L’accès au logement demeure aussi un des facteurs qui peuvent maintenir une population en situation de pauvreté. Les « quartiers pauvres » font encore partie du paysage urbain d’Israël. Présents dans les villes de périphérie, mais aussi dans certaines agglomérations du centre du pays, ils sont souvent peuplés de nouveaux immigrants qui s’y sont fixés après y avoir été envoyés par les pouvoirs publics. Ces quartiers deviennent eux-mêmes la périphérie, dans ce qu’elle représente de fracture sociale, de population vulnérable, d’exposition à la criminalité et à la violence. C’est le cas notamment de quartiers habités par une population d’origine majoritairement éthiopienne, arrivée en Israël depuis le début des années 90. Plusieurs projets sont en cours d’étude ou de réalisation pour réhabiliter ces zones défavorisées, principalement par la démolition et la reconstruction des immeubles qui les composent et le développement de meilleures infrastructures. L’inconvénient majeur est que souvent, ces quartiers subissent un phénomène de « gentrification », d’embourgeoisement, par un changement de population, qui repousse les habitants les plus défavorisés vers une autre périphérie.
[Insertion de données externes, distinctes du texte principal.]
//! Value decoding: turning extracted bit bundles into candidate full-width
//! values against the context's references.
//!
//! Order matters: the SN resolves first, the timestamp next (it may be
//! inferred from the SN delta), and the IP-IDs last (offset decoding
//! re-adds the decoded SN). Every result is a candidate only; the CRC over
//! the rebuilt headers decides whether it is accepted.

use crate::encodings::{decode_ip_id_offset, decode_lsb, sn_p_offset, ts_p_offset};
use crate::types::{IpId, SequenceNumber, Timestamp};

use super::context::{GenericDecompressorContext, IpHeaderState};
use super::packet_types::{DecodedValues, ExtractedBits};
use super::protocol_types::NextHeader;

/// Decodes the sequence number from the bundle.
///
/// A bundle without SN bits implies the next SN in sequence.
pub fn decode_sn(context: &GenericDecompressorContext, bits: &ExtractedBits) -> SequenceNumber {
    if bits.sn_bits == 0 {
        return context.sn_ref.wrapping_add(1);
    }
    let k = bits.sn_bits.min(16);
    if k == 16 {
        return SequenceNumber::new(bits.sn);
    }
    SequenceNumber::new(decode_lsb(
        bits.sn as u32,
        context.sn_ref.value() as u32,
        k,
        sn_p_offset(k),
        16,
    ) as u16)
}

/// Decodes the full value set for a given (possibly repaired) SN.
pub fn decode_with_sn(
    context: &GenericDecompressorContext,
    bits: &ExtractedBits,
    sn: SequenceNumber,
) -> DecodedValues {
    let ts = decode_ts(context, bits, sn);
    let ip_id = context
        .outer_ip
        .as_ref()
        .and_then(|state| decode_one_ip_id(state, bits.ip_id, bits.ip_id_bits, sn, context.sn_ref));
    let ip_id2 = context.inner_ip.as_ref().and_then(|state| {
        decode_one_ip_id(state, bits.ip_id2, bits.ip_id2_bits, sn, context.sn_ref)
    });

    let marker = bits.marker.unwrap_or_else(|| reference_marker(context));

    DecodedValues {
        sn,
        ts,
        ip_id,
        ip_id2,
        marker,
    }
}

/// Decodes the bundle end to end (SN first).
pub fn decode_values(
    context: &GenericDecompressorContext,
    bits: &ExtractedBits,
) -> DecodedValues {
    let sn = decode_sn(context, bits);
    decode_with_sn(context, bits, sn)
}

fn reference_marker(context: &GenericDecompressorContext) -> bool {
    match &context.next_header {
        NextHeader::Rtp { rtp, .. } => rtp.marker,
        _ => false,
    }
}

fn decode_one_ip_id(
    state: &IpHeaderState,
    received: u16,
    num_bits: u8,
    sn: SequenceNumber,
    sn_ref: SequenceNumber,
) -> Option<IpId> {
    let ip_id_ref = match state.ip_id_ref() {
        Some(id) => id,
        None => return None,
    };
    if state.rnd {
        // Random IP-ID travels in full; without bits it is unchanged.
        return Some(if num_bits >= 16 {
            IpId::new(received)
        } else {
            ip_id_ref
        });
    }
    Some(decode_ip_id_offset(received, num_bits, sn, sn_ref, ip_id_ref))
}

/// Decodes the timestamp: explicit LSBs, TS_SCALED, or SN-scaled inference.
fn decode_ts(
    context: &GenericDecompressorContext,
    bits: &ExtractedBits,
    sn: SequenceNumber,
) -> Timestamp {
    if bits.ts_bits > 0 {
        if bits.ts_scaled {
            return decode_ts_scaled(context, bits);
        }
        let k = bits.ts_bits.min(32);
        if k == 32 {
            return Timestamp::new(bits.ts);
        }
        return Timestamp::new(decode_lsb(
            bits.ts,
            context.ts_ref.value(),
            k,
            ts_p_offset(k),
            32,
        ));
    }

    // No TS bits: infer from the SN advance using the established stride.
    match context.ts_stride {
        Some(stride) if stride > 0 => {
            let sn_delta = sn.wrapping_sub(context.sn_ref);
            if sn_delta > 0 && sn_delta < 0x8000 {
                Timestamp::new(
                    context
                        .ts_ref
                        .value()
                        .wrapping_add(sn_delta as u32 * stride),
                )
            } else {
                context.ts_ref
            }
        }
        _ => context.ts_ref,
    }
}

/// TS = TS_SCALED * TS_STRIDE + TS_OFFSET, with the scaled part W-LSB
/// decoded against the scaled reference.
fn decode_ts_scaled(context: &GenericDecompressorContext, bits: &ExtractedBits) -> Timestamp {
    let stride = match context.ts_stride {
        Some(stride) if stride > 0 => stride,
        // Scaled bits without an established stride cannot advance the
        // clock; the CRC check rejects the packet if this guess is wrong.
        _ => return context.ts_ref,
    };
    let scaled_ref = context
        .ts_ref
        .value()
        .wrapping_sub(context.ts_offset.value())
        / stride;
    let k = bits.ts_bits.min(32);
    let scaled = if k == 32 {
        bits.ts
    } else {
        decode_lsb(bits.ts, scaled_ref, k, ts_p_offset(k), 32)
    };
    Timestamp::new(
        context
            .ts_offset
            .value()
            .wrapping_add(scaled.wrapping_mul(stride)),
    )
}

#[cfg(test)]
mod tests {
    use super::*;
    use crate::packet_defs::RohcProfile;
    use crate::profiles::generic::protocol_types::{IpHeader, Ipv4Header, RtpHeader, UdpHeader};
    use crate::types::ContextId;
    use std::time::Instant;

    fn rtp_context() -> GenericDecompressorContext {
        let mut ctx = GenericDecompressorContext::new(
            ContextId::new(0),
            RohcProfile::Rtp,
            3,
            10,
            Instant::now(),
        );
        ctx.outer_ip = Some(IpHeaderState::new(
            IpHeader::V4(Ipv4Header {
                identification: IpId::new(600),
                ..Default::default()
            }),
            10,
        ));
        ctx.next_header = NextHeader::Rtp {
            udp: UdpHeader::default(),
            rtp: RtpHeader::default(),
        };
        ctx.sn_ref = SequenceNumber::new(100);
        ctx.ts_ref = Timestamp::new(16_000);
        ctx.ts_stride = Some(160);
        ctx
    }

    #[test]
    fn sn_decodes_against_reference() {
        let ctx = rtp_context();
        let bits = ExtractedBits {
            sn: (101 & 0x0F),
            sn_bits: 4,
            ..Default::default()
        };
        assert_eq!(decode_sn(&ctx, &bits), 101);
    }

    #[test]
    fn absent_sn_implies_increment() {
        let ctx = rtp_context();
        let bits = ExtractedBits::default();
        assert_eq!(decode_sn(&ctx, &bits), 101);
    }

    #[test]
    fn implicit_ts_follows_stride_times_delta() {
        let ctx = rtp_context();
        let bits = ExtractedBits {
            sn: (103 & 0x0F),
            sn_bits: 4,
            ..Default::default()
        };
        let decoded = decode_values(&ctx, &bits);
        assert_eq!(decoded.sn, 103);
        assert_eq!(decoded.ts, 16_000 + 3 * 160);
    }

    #[test]
    fn scaled_ts_multiplies_stride() {
        let mut ctx = rtp_context();
        ctx.ts_offset = Timestamp::new(0);
        ctx.ts_ref = Timestamp::new(160 * 100);
        let bits = ExtractedBits {
            ts: 102 & 0x1F,
            ts_bits: 5,
            ts_scaled: true,
            sn: 101 & 0x0F,
            sn_bits: 4,
            ..Default::default()
        };
        let decoded = decode_values(&ctx, &bits);
        assert_eq!(decoded.ts, 160 * 102);
    }

    #[test]
    fn sequential_ip_id_tracks_sn() {
        let ctx = rtp_context();
        let bits = ExtractedBits {
            sn: 102 & 0x0F,
            sn_bits: 4,
            ..Default::default()
        };
        let decoded = decode_values(&ctx, &bits);
        // Offset 500 persists: IP-ID = SN + 500.
        assert_eq!(decoded.ip_id, Some(IpId::new(602)));
        assert!(decoded.ip_id2.is_none());
    }

    #[test]
    fn random_ip_id_requires_full_bits() {
        let mut ctx = rtp_context();
        ctx.outer_ip.as_mut().unwrap().rnd = true;
        let bits = ExtractedBits {
            sn: 101 & 0x0F,
            sn_bits: 4,
            ip_id: 0x4242,
            ip_id_bits: 16,
            ..Default::default()
        };
        let decoded = decode_values(&ctx, &bits);
        assert_eq!(decoded.ip_id, Some(IpId::new(0x4242)));

        let bits_without = ExtractedBits {
            sn: 101 & 0x0F,
            sn_bits: 4,
            ..Default::default()
        };
        let decoded = decode_values(&ctx, &bits_without);
        assert_eq!(decoded.ip_id, Some(IpId::new(600)));
    }

    #[test]
    fn marker_defaults_to_reference() {
        let mut ctx = rtp_context();
        if let NextHeader::Rtp { rtp, .. } = &mut ctx.next_header {
            rtp.marker = true;
        }
        let bits = ExtractedBits {
            sn: 101 & 0x0F,
            sn_bits: 4,
            ..Default::default()
        };
        assert!(decode_values(&ctx, &bits).marker);

        let bits_explicit = ExtractedBits {
            marker: Some(false),
            sn: 101 & 0x0F,
            sn_bits: 4,
            ..Default::default()
        };
        assert!(!decode_values(&ctx, &bits_explicit).marker);
    }
}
Par ailleurs, le parc de l’habitat public, équivalent israélien des HLM a constamment régressé depuis deux décennies. Il comptait 110 000 unités de logement en 1998, il n’en restait plus que 50 000 vingt ans plus tard (source : ministère israélien de l’Habitat). Le ministère de l’Habitat, qui en a la charge, a vendu une partie de son parc immobilier à des ménages éligibles, sans le renouveler dans la même proportion. Et même ceux qui peuvent prétendre à l’achat de leur logement HLM, attendent parfois jusqu’à dix ans avant de pouvoir exercer leur droit.
Le manque d’emplois maintient également la périphérie dans la précarité. La disparition progressive de l’industrie traditionnelle a sinistré de nombreuses localités où elle était le principal employeur et faisait vivre toute une série d’activités connexes – commerces, services, etc. Pour les mêmes raisons, Israël connait aussi le problème du désert médical, les jeunes médecins préférant s’établir dans le centre du pays, même si une politique d’encouragement vers le Néguev et la Galilée a été mise en place. Mais il est difficile de maintenir une population qualifiée dans des régions isolées par le manque de routes et de moyens de transport. Les projets de désenclavement ne progressent pas suffisamment vite et le choix de créer par exemple des pôles technologiques, comme à Beer Sheva, ne résout pas le problème de pénurie de main d’œuvre locale disposant des qualifications nécessaires pour trouver des emplois dans le high-tech.
L’accent mis sur l’encouragement à l’essor de la haute technologie s’est fait au détriment d’autres secteurs, comme celui de l’industrie traditionnelle, qui pouvait employer une main d’œuvre moins qualifiée. En outre, l’ouverture du marché israélien à la concurrence et aux produits d’importation, qui devaient permettre une baisse des prix, a aussi gravement nui à l’industrie locale. Deux tiers de la population active israélienne – soit 2,5 millions de personnes – sont employés dans des secteurs où le salaire est inférieur au salaire moyen, tels que le bâtiment, les services de santé, les services sociaux, ou le commerce.
Comme par un effet de réaction en chaine, les collectivités locales ne sont pas en mesure de compenser ces inégalités quand elles ne disposent pas pour cela du budget nécessaire, puisque les taxes locales qu’elles perçoivent sont elles-mêmes insuffisantes.
Aussi longtemps que ces disparités ne seront pas réduites, Israël continuera à présenter ce double visage, même si, paradoxalement, l’écrasante majorité de ses habitants – 90% dans le centre et 89% dans la périphérie – s’accorde pour se déclarer généralement satisfaite de son sort.